In the initial stages of COVID-19, there simply wasn't much data on which to base precautions and treatment. As more people got the disease, we learned more about it. Example: early on, it was not known just how, and how easily, the virus could be transmitted. Recommendations to wash groceries, especially produce, were prudent. But after a great deal of work it was found that viral transmission from handling grocery packaging was unlikely; the virus *could* live for some time on a tin can, but it wasn't very likely, and it takes a large number of transmitted viruses to actually cause the disease.
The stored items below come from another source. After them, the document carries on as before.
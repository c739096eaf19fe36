//! Statistical primitives for the significance engine.
//!
//! This module provides the distribution machinery behind the z-test:
//! - Standard normal CDF via the Zelen & Severo rational approximation
//! - Two-tailed p-value computation from a z statistic

mod normal;

pub use normal::{normal_cdf, two_tailed_p};
//! Analysis module for A/B test evaluation.
//!
//! This module implements the evaluation pipeline for a two-variant test:
//!
//! 1. **Z-test** ([`ztest`]): Two-proportion pooled z-test producing the
//!    p-value, lift, and verdict
//! 2. **Narrative** ([`narrative`]): Natural-language interpretation of a
//!    result for reports and the results view

pub mod narrative;
pub mod ztest;

pub use narrative::interpret;
pub use ztest::compute_significance;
The likelihood of having enough viruses transmitted from one person, to a can of beans, then to infect another person, is quite low. So current knowledge is, go ahead and wash your groceries if you like, but wearing a mask properly and keeping away from other people is far more important, because transmission by the cloud of microscopic droplets exhaled with every breath is far, far more likely to infect you than viruses which may or may not be on that can of beans.

In some ways it's remarkable that the CDC and the pharmaceutical industry has been able to come up with (possible) vaccines so quickly. Look how long we've been working on AIDS and on hemorragic diseases such as Ebola.

Good science takes time, and there are a lot of dead ends before useful answers are obtained.